Сейчас же — идеально. Идёшь — пружинит. Остановился — погружаешься, как Святогор, спустившийся на землю с круч. Провёл по воде ладонью — мокрая. Зачерпнул — словно горсть влажного и плотного морского песка на терминаторе прибоя вырыл. Разогнался, оттолкнулся — заскользил по поверхности. Словно в коньках по льду. Классно!
Дима разулыбался во все свои жёлтые запломбированные зубы. Откуда-то сбоку вынырнула Инга, бросила в него «снежком» воды. Капитошка тяжело врезался в плечо, разлетелся-растёкся по раньше сухой рубашке.
— Ах, так?! — Диму подхватил азарт, он выудил из полотна воды глыбу воды и, пока она вся не стекла ручейками меж его пальцев обратно в заводь, запустил в юркую Ингу.

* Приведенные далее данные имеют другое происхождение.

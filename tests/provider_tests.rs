mod common;

use common::*;
use octofhir_fhirschema_defaults::*;
use serde_json::json;
use std::path::Path;
use std::sync::Arc;

async fn write_schema(dir: &Path, file: &str, schema: &TypeSchema) {
    let content = serde_json::to_string_pretty(schema).unwrap();
    tokio::fs::write(dir.join(file), content).await.unwrap();
}

#[tokio::test]
async fn test_manager_applies_profile_from_directory() {
    let dir = tempfile::tempdir().unwrap();
    write_schema(dir.path(), "vitalsigns.json", &vital_signs_schema()).await;
    write_schema(dir.path(), "bp.json", &blood_pressure_schema()).await;

    let config = DefaultsConfig::default().with_schema_dir(dir.path());
    let manager = DefaultsManager::from_config(config).await.unwrap();

    let output = manager.apply(&observation(), VITAL_SIGNS_URL).await.unwrap();
    assert_eq!(output["status"], json!("final"));
    assert_eq!(output["category"], json!([category("vital-signs")]));

    let output = manager.apply(&observation(), BLOOD_PRESSURE_URL).await.unwrap();
    assert_eq!(output["component"].as_array().map(Vec::len), Some(2));
}

#[tokio::test]
async fn test_schema_round_trips_through_json() {
    let dir = tempfile::tempdir().unwrap();
    write_schema(dir.path(), "bp.json", &blood_pressure_schema()).await;

    let provider = DirectorySchemaProvider::load(dir.path()).await.unwrap();
    let loaded = provider.require_schema(BLOOD_PRESSURE_URL).await.unwrap();
    assert_eq!(*loaded, blood_pressure_schema());

    let by_name = provider.get_schema("observation-bp").await.unwrap();
    assert!(by_name.is_some());
}

#[tokio::test]
async fn test_versioned_profile_lookup() {
    let dir = tempfile::tempdir().unwrap();
    write_schema(dir.path(), "vitalsigns.json", &vital_signs_schema()).await;

    let provider = DirectorySchemaProvider::load(dir.path()).await.unwrap();
    let schema = provider.get_schema(VITAL_SIGNS_URL).await.unwrap();
    assert_eq!(schema.map(|s| s.type_name.clone()), Some("Observation".to_string()));
}

#[cfg(feature = "lru-cache")]
#[tokio::test]
async fn test_slice_profiles_preloaded_from_provider() {
    let race_url = "http://example.org/StructureDefinition/race";
    let race = TypeSchema::new("Extension").with_url(race_url).with_element(
        "url",
        ElementSpec::new("uri").with_fixed(TaggedValue::new("uri", json!(race_url))),
    );
    let slicing = SlicingRules::new()
        .with_discriminator(Discriminator::new(DiscriminatorType::Value, "url"))
        .with_slice(
            SliceDefinition::new("race")
                .with_cardinality(1, Some(1))
                .with_type(ElementType::new("Extension").with_profile(race_url)),
        );
    let patient = TypeSchema::new("Patient")
        .with_url("http://example.org/StructureDefinition/patient")
        .with_element(
            "extension",
            ElementSpec::new("Extension").array().with_slicing(slicing),
        );

    let registry = InMemorySchemaRegistry::with_schemas([patient, race]);
    let provider = CachedSchemaProvider::new(registry, &CacheConfig::minimal());
    let manager = DefaultsManager::new(Arc::new(provider), DefaultsConfig::default());

    let output = manager
        .apply(
            &json!({"resourceType": "Patient"}),
            "http://example.org/StructureDefinition/patient",
        )
        .await
        .unwrap();
    assert_eq!(output["extension"], json!([{"url": race_url}]));
}

#[tokio::test]
async fn test_missing_profile_reported() {
    let registry = InMemorySchemaRegistry::new();
    let manager = DefaultsManager::new(Arc::new(registry), DefaultsConfig::default());
    let error = manager
        .apply(&observation(), "http://example.org/none")
        .await
        .unwrap_err();
    assert!(matches!(error, FhirDefaultsError::SchemaNotFound { .. }));
}
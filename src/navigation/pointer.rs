use serde_json::Value;
use std::fmt;

#[derive(Debug, Clone, PartialEq, Eq, Hash)]
pub enum PathSegment {
    Key(String),
    Index(usize),
}

/// Location of a value inside a JSON tree, as key/index segments.
///
/// Renders as an RFC 6901 pointer. Walking is done segment by segment, so
/// keys containing `/` or `~` never need unescaping on the hot path.
#[derive(Debug, Clone, PartialEq, Eq, Hash, Default)]
pub struct ValuePath {
    segments: Vec<PathSegment>,
}

impl ValuePath {
    pub fn root() -> Self {
        Self::default()
    }

    pub fn child(&self, key: impl Into<String>) -> Self {
        let mut path = self.clone();
        path.segments.push(PathSegment::Key(key.into()));
        path
    }

    pub fn index(&self, index: usize) -> Self {
        let mut path = self.clone();
        path.segments.push(PathSegment::Index(index));
        path
    }

    /// Append a path that is relative to this one.
    pub fn join(&self, relative: &ValuePath) -> Self {
        let mut path = self.clone();
        path.segments.extend(relative.segments.iter().cloned());
        path
    }

    pub fn parent(&self) -> Option<Self> {
        let (_, rest) = self.segments.split_last()?;
        Some(Self {
            segments: rest.to_vec(),
        })
    }

    pub fn last(&self) -> Option<&PathSegment> {
        self.segments.last()
    }

    pub fn segments(&self) -> &[PathSegment] {
        &self.segments
    }

    pub fn is_root(&self) -> bool {
        self.segments.is_empty()
    }

    pub fn get<'v>(&self, root: &'v Value) -> Option<&'v Value> {
        self.segments
            .iter()
            .try_fold(root, |current, segment| match segment {
                PathSegment::Key(key) => current.as_object()?.get(key),
                PathSegment::Index(index) => current.as_array()?.get(*index),
            })
    }

    pub fn get_mut<'v>(&self, root: &'v mut Value) -> Option<&'v mut Value> {
        self.segments
            .iter()
            .try_fold(root, |current, segment| match segment {
                PathSegment::Key(key) => current.as_object_mut()?.get_mut(key),
                PathSegment::Index(index) => current.as_array_mut()?.get_mut(*index),
            })
    }

    pub fn to_pointer(&self) -> String {
        let mut pointer = String::new();
        for segment in &self.segments {
            pointer.push('/');
            match segment {
                PathSegment::Key(key) => {
                    pointer.push_str(&key.replace('~', "~0").replace('/', "~1"))
                }
                PathSegment::Index(index) => pointer.push_str(&index.to_string()),
            }
        }
        pointer
    }
}

impl fmt::Display for ValuePath {
    fn fmt(&self, f: &mut fmt::Formatter<'_>) -> fmt::Result {
        if self.is_root() {
            return f.write_str("/");
        }
        f.write_str(&self.to_pointer())
    }
}
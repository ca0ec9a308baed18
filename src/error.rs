use thiserror::Error;

#[derive(Error, Debug)]
pub enum FhirDefaultsError {
    /// The schema and the traversal disagree: frame stack underflow, slicing
    /// over a non-sequence, a path that is not beneath its parent path.
    #[error("Invariant violation: {message}")]
    InvariantViolation { message: String },

    /// A pattern could not be merged into the existing value shape.
    #[error("Pattern conflict: {message}")]
    PatternConflict { message: String },

    #[error("Discriminator path resolved to nothing: {path}")]
    UnresolvedDiscriminatorPath { path: String },

    #[error("Schema not found: {url}")]
    SchemaNotFound { url: String },

    #[error("Invalid schema: {message}")]
    InvalidSchema { message: String },

    #[error("Serialization error: {0}")]
    Serialization(#[from] serde_json::Error),

    #[error("IO error: {0}")]
    Io(#[from] std::io::Error),

    #[error("URL parse error: {0}")]
    UrlParse(#[from] url::ParseError),
}

pub type Result<T> = std::result::Result<T, FhirDefaultsError>;

impl FhirDefaultsError {
    pub fn invariant_violation<S: Into<String>>(message: S) -> Self {
        Self::InvariantViolation {
            message: message.into(),
        }
    }

    pub fn pattern_conflict<S: Into<String>>(message: S) -> Self {
        Self::PatternConflict {
            message: message.into(),
        }
    }

    pub fn unresolved_discriminator_path<S: Into<String>>(path: S) -> Self {
        Self::UnresolvedDiscriminatorPath { path: path.into() }
    }

    pub fn schema_not_found<S: Into<String>>(url: S) -> Self {
        Self::SchemaNotFound { url: url.into() }
    }

    pub fn invalid_schema<S: Into<String>>(message: S) -> Self {
        Self::InvalidSchema {
            message: message.into(),
        }
    }

    /// Fatal errors abort a traversal; everything else is handled locally or
    /// belongs to the provider layer.
    pub fn is_fatal(&self) -> bool {
        matches!(self, Self::InvariantViolation { .. })
    }
}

Конечно, не попал, зато в следующую секунду ещё один «снаряд» стукнул меж лопаток. Он стал ещё мокрей и возмущённей. С тарзаньим кличем кинулся за вёрткой обидчицей, забрасывая её (а, по сути, только траекторию её движения) водяными болидами. Пару раз он оскальзывался и летел на пружинящее и мокрое полотно заводи, но тут же подхватывался на ноги, не давая воде шанса взять его в плен. Дима словно превратился в мальчишку, так ему стало весело и легко. Он наловчился сильным ударом выбивать из воды веер брызг и те, отлетая от него на несколько метров, застывали в воздухе красивыми и — что главнее — сверкающими в свете солнца бриллиантами. Тут же Инга показала ему ещё лучший фокус: быстрыми толчками она выдернула из воды струи, много мелких струй. Потом побегала вокруг вздыбившегося водяного «взрыва», нашла нужную точку и подозвала Диму. Свет солнца, преломляясь в водяной взвеси, сотворил радугу. Это было так чудесно и красиво, что Дима застыл, заворожённый. А когда почувствовал на своём предплечье мокрые, но горячие ладошки девушки, повернулся к ней и наткнулся на необъяснимый, но такой загадочный, притягательный, лукавый и глубокий взгляд, что… кажется, это было что-то сродни взрыву где-то там, глубоко внутри. Глубоко внутри него же. Эмоциональный взрыв. Такой, что с размаху долбанул по голове, по сердцу, по горлу. Ему стало необыкновенно хорошо, он преисполнился нежности и… чего-то совсем непонятного, ранее не испытываемого. Чего-то, что сжало в тягостных муках грудь так, что стало трудно дышать. А сердце заныло одновременно и сладостно, и больно. И всё это рывком, внезапно. Инга с необъяснимой нежностью провела ему ладошкой по щетинистой щеке и вдруг отпрянула от него. Крикнула:
— Эй! Ты проваливаешься! Выбирайся!
Ух! Сердце скакнуло, глухо бухнув в груди, швырнуло по венам вдруг застывшую на месте кровь. Дима непонимающе глянул под ноги. И действительно: ступни и лодыжки уже ушли под воду, как и наполовину — икры. Он поднатужился и с трудом вырвал одну ногу из влажного плена. Вторая в это время ушла ещё ниже, до самого колена. Дима рванулся, вырвался, но не устоял на ногах и, перекатившись пару раз, распластался на полотне воды. Почувствовал, что тут же начал погружаться — перекатился вновь. На душе было необычайно легко и весело, хотелось кричать и смеяться. И Дима закричал и засмеялся.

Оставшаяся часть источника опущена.